Нет, не запамятовал Жаба про бельмо. Нарочно умолчал. Выходит, он тоже участник воровства, а значит, быть наивеликому сыску. Возьмем Фрола, не отопрется и Полуэктов. Тогда и спознаем, кто у них еще в сообщниках.
Пока же лучше было вернуться в приказ, куда скоро доставят беглого чеканщика. С бельмом долго не попрячешься.
Ехал шагом, в уме составлял бумагу о злом умышлении на государевом денежном дворе. Не мог только решить, кому ее послать. По чину следовало бы приказному судье Елизарову, прямому начальнику, но тот, во-первых, квёл и робок, а во-вторых, всенепременно станет заслугу утягивать на себя. Пусть награда и не в радость, но зачем отказываться от положенного? Воровство такого размера, что здесь, пожалуй, допустительно писать напрямую самому государю либо государеву тестю боярину Илье Даниловичу Милославскому, который среди прочего ведает и казенными доходами. Наверное, Милославскому выйдет даже быстрее, все равно царь мимо Ильи Даниловича такое дело разбирать не станет.
На самом подъезде к приказу Трехглазого сбил с непростых дум лай и крик.
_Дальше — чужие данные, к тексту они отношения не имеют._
//! Native dialog bridge.
//!
//! A native dialog (alert, confirm, prompt) blocks all page activity until
//! resolved. Handlers are registered as subscriptions, decoupled from the
//! call site of whatever action triggered the dialog; a dialog nobody
//! handles is auto-dismissed after a bounded grace period so a test case can
//! never hang on it. The poll loop services the bridge on every tick.

use serde::{Deserialize, Serialize};
use std::sync::{Arc, Mutex};
use std::time::{Duration, Instant};

/// Type of native dialog
#[derive(Debug, Clone, Copy, PartialEq, Eq, Serialize, Deserialize)]
pub enum DialogType {
    /// Alert dialog (OK button only)
    Alert,
    /// Confirm dialog (OK/Cancel buttons)
    Confirm,
    /// Prompt dialog (text input + OK/Cancel)
    Prompt,
}

impl std::fmt::Display for DialogType {
    fn fmt(&self, f: &mut std::fmt::Formatter<'_>) -> std::fmt::Result {
        match self {
            Self::Alert => write!(f, "alert"),
            Self::Confirm => write!(f, "confirm"),
            Self::Prompt => write!(f, "prompt"),
        }
    }
}

/// Resolution applied to a dialog
#[derive(Debug, Clone, PartialEq, Eq, Serialize, Deserialize)]
pub enum DialogAction {
    /// Accepted (OK)
    Accept,
    /// Accepted with input text (prompts)
    AcceptWith(String),
    /// Dismissed (Cancel)
    Dismiss,
    /// Not yet resolved
    Pending,
}

fn now() -> Instant {
    Instant::now()
}

/// A native dialog raised by the page
#[derive(Debug, Clone, Serialize, Deserialize)]
pub struct Dialog {
    dialog_type: DialogType,
    message: String,
    default_value: Option<String>,
    action: DialogAction,
    #[serde(skip, default = "now")]
    raised_at: Instant,
}

impl Dialog {
    /// Create a dialog of the given type
    #[must_use]
    pub fn new(dialog_type: DialogType, message: impl Into<String>) -> Self {
        Self {
            dialog_type,
            message: message.into(),
            default_value: None,
            action: DialogAction::Pending,
            raised_at: Instant::now(),
        }
    }

    /// Create an alert dialog
    #[must_use]
    pub fn alert(message: impl Into<String>) -> Self {
        Self::new(DialogType::Alert, message)
    }

    /// Create a confirm dialog
    #[must_use]
    pub fn confirm(message: impl Into<String>) -> Self {
        Self::new(DialogType::Confirm, message)
    }

    /// Create a prompt dialog with an optional default value
    #[must_use]
    pub fn prompt(message: impl Into<String>, default: Option<String>) -> Self {
        let mut dialog = Self::new(DialogType::Prompt, message);
        dialog.default_value = default;
        dialog
    }

    /// Dialog type
    #[must_use]
    pub const fn dialog_type(&self) -> DialogType {
        self.dialog_type
    }

    /// Message text
    #[must_use]
    pub fn message(&self) -> &str {
        &self.message
    }

    /// Default value (prompts)
    #[must_use]
    pub fn default_value(&self) -> Option<&str> {
        self.default_value.as_deref()
    }

    /// Resolution applied so far
    #[must_use]
    pub const fn action(&self) -> &DialogAction {
        &self.action
    }

    /// Whether the dialog has been resolved
    #[must_use]
    pub const fn is_handled(&self) -> bool {
        !matches!(self.action, DialogAction::Pending)
    }

    /// How long the dialog has been open
    #[must_use]
    pub fn age(&self) -> Duration {
        self.raised_at.elapsed()
    }

    /// Accept the dialog
    pub fn accept(&mut self) {
        self.action = DialogAction::Accept;
    }

    /// Accept with input text (prompts)
    pub fn accept_with(&mut self, text: impl Into<String>) {
        self.action = DialogAction::AcceptWith(text.into());
    }

    /// Dismiss the dialog
    pub fn dismiss(&mut self) {
        self.action = DialogAction::Dismiss;
    }
}

/// Handler function type for dialog subscriptions
pub type DialogHandlerFn = Box<dyn Fn(&mut Dialog) + Send + Sync>;

struct Subscription {
    persistent: bool,
    handler: DialogHandlerFn,
}

#[derive(Default)]
struct BridgeInner {
    subscriptions: Vec<Subscription>,
    pending: Vec<Dialog>,
    history: Vec<Dialog>,
    auto_dismissed: usize,
}

impl BridgeInner {
    /// Run the front subscription against `dialog`. Single-fire
    /// subscriptions are consumed. Returns whether the dialog got resolved.
    fn deliver(&mut self, dialog: &mut Dialog) -> bool {
        if self.subscriptions.is_empty() {
            return false;
        }
        let subscription = self.subscriptions.remove(0);
        (subscription.handler)(dialog);
        if subscription.persistent {
            self.subscriptions.insert(0, subscription);
        }
        dialog.is_handled()
    }
}

/// Subscription bridge between the page's dialog events and test handlers.
///
/// Lifecycle-bound to the page; torn down with it.
#[derive(Clone, Default)]
pub struct DialogBridge {
    inner: Arc<Mutex<BridgeInner>>,
}

impl DialogBridge {
    /// Create an empty bridge
    #[must_use]
    pub fn new() -> Self {
        Self::default()
    }

    /// Register a persistent handler: invoked for every dialog until the
    /// page is torn down
    pub fn on_dialog<F>(&self, handler: F)
    where
        F: Fn(&mut Dialog) + Send + Sync + 'static,
    {
        self.subscribe(true, handler);
    }

    /// Register a single-fire handler: auto-deregisters after its first
    /// invocation
    pub fn once_dialog<F>(&self, handler: F)
    where
        F: Fn(&mut Dialog) + Send + Sync + 'static,
    {
        self.subscribe(false, handler);
    }

    fn subscribe<F>(&self, persistent: bool, handler: F)
    where
        F: Fn(&mut Dialog) + Send + Sync + 'static,
    {
        let mut inner = self.lock();
        inner.subscriptions.push(Subscription {
            persistent,
            handler: Box::new(handler),
        });
        // A dialog may already be waiting; drain what the new handler can take.
        let mut still_pending = Vec::new();
        let pending = std::mem::take(&mut inner.pending);
        for mut dialog in pending {
            if inner.deliver(&mut dialog) {
                inner.history.push(dialog);
            } else {
                still_pending.push(dialog);
            }
        }
        inner.pending = still_pending;
    }

    /// Raise a dialog from the page. Delivered to the front subscription if
    /// one exists; otherwise it stays pending and blocks page activity until
    /// handled or auto-dismissed.
    pub fn raise(&self, mut dialog: Dialog) {
        let mut inner = self.lock();
        if inner.deliver(&mut dialog) {
            inner.history.push(dialog);
        } else {
            inner.pending.push(dialog);
        }
    }

    /// Service the bridge: auto-dismiss pending dialogs older than `grace`.
    /// Called by the poll loop on every tick. Returns how many dialogs were
    /// dismissed.
    pub fn service(&self, grace: Duration) -> usize {
        let mut inner = self.lock();
        let mut dismissed = 0;
        let mut still_pending = Vec::new();
        let pending = std::mem::take(&mut inner.pending);
        for mut dialog in pending {
            if dialog.age() >= grace {
                tracing::warn!(
                    dialog_type = %dialog.dialog_type(),
                    message = dialog.message(),
                    "unhandled dialog auto-dismissed after grace period"
                );
                dialog.dismiss();
                inner.auto_dismissed += 1;
                inner.history.push(dialog);
                dismissed += 1;
            } else {
                still_pending.push(dialog);
            }
        }
        inner.pending = still_pending;
        dismissed
    }

    /// Whether an unresolved dialog is currently blocking page activity
    #[must_use]
    pub fn has_blocking(&self) -> bool {
        !self.lock().pending.is_empty()
    }

    /// All resolved dialogs, in resolution order
    #[must_use]
    pub fn history(&self) -> Vec<Dialog> {
        self.lock().history.clone()
    }

    /// Number of resolved dialogs
    #[must_use]
    pub fn dialog_count(&self) -> usize {
        self.lock().history.len()
    }

    /// Number of dialogs that were auto-dismissed after the grace period
    #[must_use]
    pub fn auto_dismissed_count(&self) -> usize {
        self.lock().auto_dismissed
    }

    /// Tear down: drop subscriptions and queues with the page
    pub fn clear(&self) {
        let mut inner = self.lock();
        inner.subscriptions.clear();
        inner.pending.clear();
        inner.history.clear();
    }

    fn lock(&self) -> std::sync::MutexGuard<'_, BridgeInner> {
        self.inner.lock().unwrap_or_else(std::sync::PoisonError::into_inner)
    }
}

impl std::fmt::Debug for DialogBridge {
    fn fmt(&self, f: &mut std::fmt::Formatter<'_>) -> std::fmt::Result {
        let inner = self.lock();
        f.debug_struct("DialogBridge")
            .field("subscriptions", &inner.subscriptions.len())
            .field("pending", &inner.pending.len())
            .field("history", &inner.history.len())
            .finish_non_exhaustive()
    }
}
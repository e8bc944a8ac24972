//! Property-based tests for the poll loop and locator filter laws.
//!
//! Uses proptest to verify the bounded-polling and filter-composition
//! invariants hold for arbitrary inputs.

use esperar::{
    poll_until, CancelToken, ElementState, EngineConfig, Page, PollError, PollOutcome,
};
use proptest::prelude::*;
use std::time::Duration;

fn quick_page() -> Page {
    Page::with_config(
        EngineConfig::new()
            .with_timeout(Duration::from_millis(50))
            .with_poll_interval(Duration::from_millis(10)),
    )
}

// === Poll loop laws (timing-sensitive, few cases) ===

proptest! {
    #![proptest_config(ProptestConfig::with_cases(16))]

    /// A never-satisfied predicate is evaluated at most
    /// ceil(timeout / interval) + 1 times.
    #[test]
    fn prop_poll_never_exceeds_attempt_bound(
        timeout_ms in 10u64..80,
        interval_ms in 10u64..40,
    ) {
        let result = poll_until::<(), _, _>(
            Duration::from_millis(timeout_ms),
            Duration::from_millis(interval_ms),
            &CancelToken::new(),
            |_| PollOutcome::Pending("not yet"),
        );
        match result.unwrap_err() {
            PollError::Timeout { attempts, .. } => {
                let bound = (timeout_ms as usize).div_ceil(interval_ms as usize) + 1;
                prop_assert!(attempts <= bound, "attempts {} > bound {}", attempts, bound);
                prop_assert!(attempts >= 1);
            }
            other => prop_assert!(false, "expected timeout, got {:?}", other),
        }
    }

    /// A predicate satisfied on tick k returns after exactly k + 1
    /// evaluations, at that tick's elapsed time, never the full timeout.
    #[test]
    fn prop_success_at_tick_k_is_fail_fast(k in 0usize..5) {
        let result = poll_until::<_, &str, _>(
            Duration::from_secs(10),
            Duration::from_millis(10),
            &CancelToken::new(),
            |tick| {
                if tick >= k {
                    PollOutcome::Ready(tick)
                } else {
                    PollOutcome::Pending("not yet")
                }
            },
        )
        .unwrap();
        prop_assert_eq!(result.value, k);
        prop_assert_eq!(result.attempts, k + 1);
        prop_assert!(result.elapsed < Duration::from_secs(5));
    }
}

// === Filter composition laws (pure resolution, default case count) ===

proptest! {
    /// Chained filters resolve to the same set as the combined predicate
    /// applied in one pass.
    #[test]
    fn prop_chained_filters_equal_combined_single_pass(
        texts in prop::collection::vec("[ab]{0,4}", 0..12),
        needle_a in "[ab]{1,2}",
        needle_b in "[ab]{1,2}",
    ) {
        let page = quick_page();
        let doc = page.document();
        for text in &texts {
            doc.insert(ElementState::new("li").with_text(text.clone()));
        }

        let chained = page
            .locator("li")
            .has_text(needle_a.as_str())
            .has_not_text(needle_b.as_str())
            .resolve_now()
            .unwrap();
        let combined: Vec<ElementState> = page
            .locator("li")
            .resolve_now()
            .unwrap()
            .into_iter()
            .filter(|el| {
                el.text.contains(needle_a.as_str()) && !el.text.contains(needle_b.as_str())
            })
            .collect();
        prop_assert_eq!(chained, combined);
    }

    /// Text filters commute: narrowing by a then b equals b then a.
    #[test]
    fn prop_text_filters_commute(
        texts in prop::collection::vec("[ab]{0,4}", 0..12),
        needle_a in "[ab]{1,2}",
        needle_b in "[ab]{1,2}",
    ) {
        let page = quick_page();
        let doc = page.document();
        for text in &texts {
            doc.insert(ElementState::new("li").with_text(text.clone()));
        }

        let base = page.locator("li");
        let a_then_b = base
            .has_text(needle_a.as_str())
            .has_not_text(needle_b.as_str())
            .resolve_now()
            .unwrap();
        let b_then_a = base
            .has_not_text(needle_b.as_str())
            .has_text(needle_a.as_str())
            .resolve_now()
            .unwrap();
        prop_assert_eq!(a_then_b, b_then_a);
    }

    /// first() and last() agree with the equivalent nth() selections, and
    /// out-of-range indices resolve to the empty sequence.
    #[test]
    fn prop_first_last_agree_with_nth(count in 0usize..8) {
        let page = quick_page();
        let doc = page.document();
        for i in 0..count {
            doc.insert(ElementState::new("li").with_text(format!("row {i}")));
        }

        let base = page.locator("li");
        prop_assert_eq!(
            base.first().resolve_now().unwrap(),
            base.nth(0).resolve_now().unwrap()
        );
        if count > 0 {
            prop_assert_eq!(
                base.last().resolve_now().unwrap(),
                base.nth(count - 1).resolve_now().unwrap()
            );
        } else {
            prop_assert!(base.last().resolve_now().unwrap().is_empty());
        }
        prop_assert!(base.nth(count).resolve_now().unwrap().is_empty());
    }
}
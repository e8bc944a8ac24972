//! Network activity monitor.
//!
//! Tracks in-flight request count and exposes the debounced network-idle
//! condition: idle means zero in-flight requests for a continuous quiet
//! window, not an instantaneous zero-check — a burst where one request ends
//! and the next starts moments later never reads as idle.

use std::sync::{Arc, Mutex};
use std::time::{Duration, Instant};

#[derive(Debug, Default)]
struct NetworkInner {
    in_flight: usize,
    last_activity: Option<Instant>,
    total_started: u64,
}

/// Shared monitor for the page's network activity.
///
/// The host notifies request starts and finishes; the engine polls
/// [`NetworkMonitor::is_idle`] through the Retry/Poll Engine.
#[derive(Debug, Clone, Default)]
pub struct NetworkMonitor {
    inner: Arc<Mutex<NetworkInner>>,
}

impl NetworkMonitor {
    /// Create a monitor with no recorded activity (idle)
    #[must_use]
    pub fn new() -> Self {
        Self::default()
    }

    /// Record a request starting
    pub fn request_started(&self) {
        let mut inner = self.lock();
        inner.in_flight += 1;
        inner.total_started += 1;
        inner.last_activity = Some(Instant::now());
    }

    /// Record a request finishing (completion or failure)
    pub fn request_finished(&self) {
        let mut inner = self.lock();
        inner.in_flight = inner.in_flight.saturating_sub(1);
        inner.last_activity = Some(Instant::now());
    }

    /// Number of requests currently in flight
    #[must_use]
    pub fn in_flight(&self) -> usize {
        self.lock().in_flight
    }

    /// Total requests ever started
    #[must_use]
    pub fn total_started(&self) -> u64 {
        self.lock().total_started
    }

    /// Whether the network has been quiet for the full window: zero
    /// in-flight requests and no activity for at least `quiet_window`.
    /// A page with no recorded activity at all counts as idle.
    #[must_use]
    pub fn is_idle(&self, quiet_window: Duration) -> bool {
        let inner = self.lock();
        if inner.in_flight > 0 {
            return false;
        }
        match inner.last_activity {
            Some(last) => last.elapsed() >= quiet_window,
            None => true,
        }
    }

    /// Describe the current state for timeout diagnostics
    #[must_use]
    pub fn describe(&self) -> String {
        let inner = self.lock();
        match (inner.in_flight, inner.last_activity) {
            (0, Some(last)) => format!(
                "0 in flight, last activity {}ms ago",
                last.elapsed().as_millis()
            ),
            (0, None) => "no network activity".to_string(),
            (n, _) => format!("{n} request(s) in flight"),
        }
    }

    fn lock(&self) -> std::sync::MutexGuard<'_, NetworkInner> {
        self.inner.lock().unwrap_or_else(std::sync::PoisonError::into_inner)
    }
}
Это товарищ судьи Семен Ларионов, муж великой спеси и еще более великой дурости, бранился во всю глотку, поминая Маркелово имя. Они друг с другом не ладили, жили как кошка с собакой.
– Что у него на Москве-то творится, у черта трехглазого! Средь бела дня уже людей режут! – орал Ларионов. – И где? В Китай-городе! Это порядок или что?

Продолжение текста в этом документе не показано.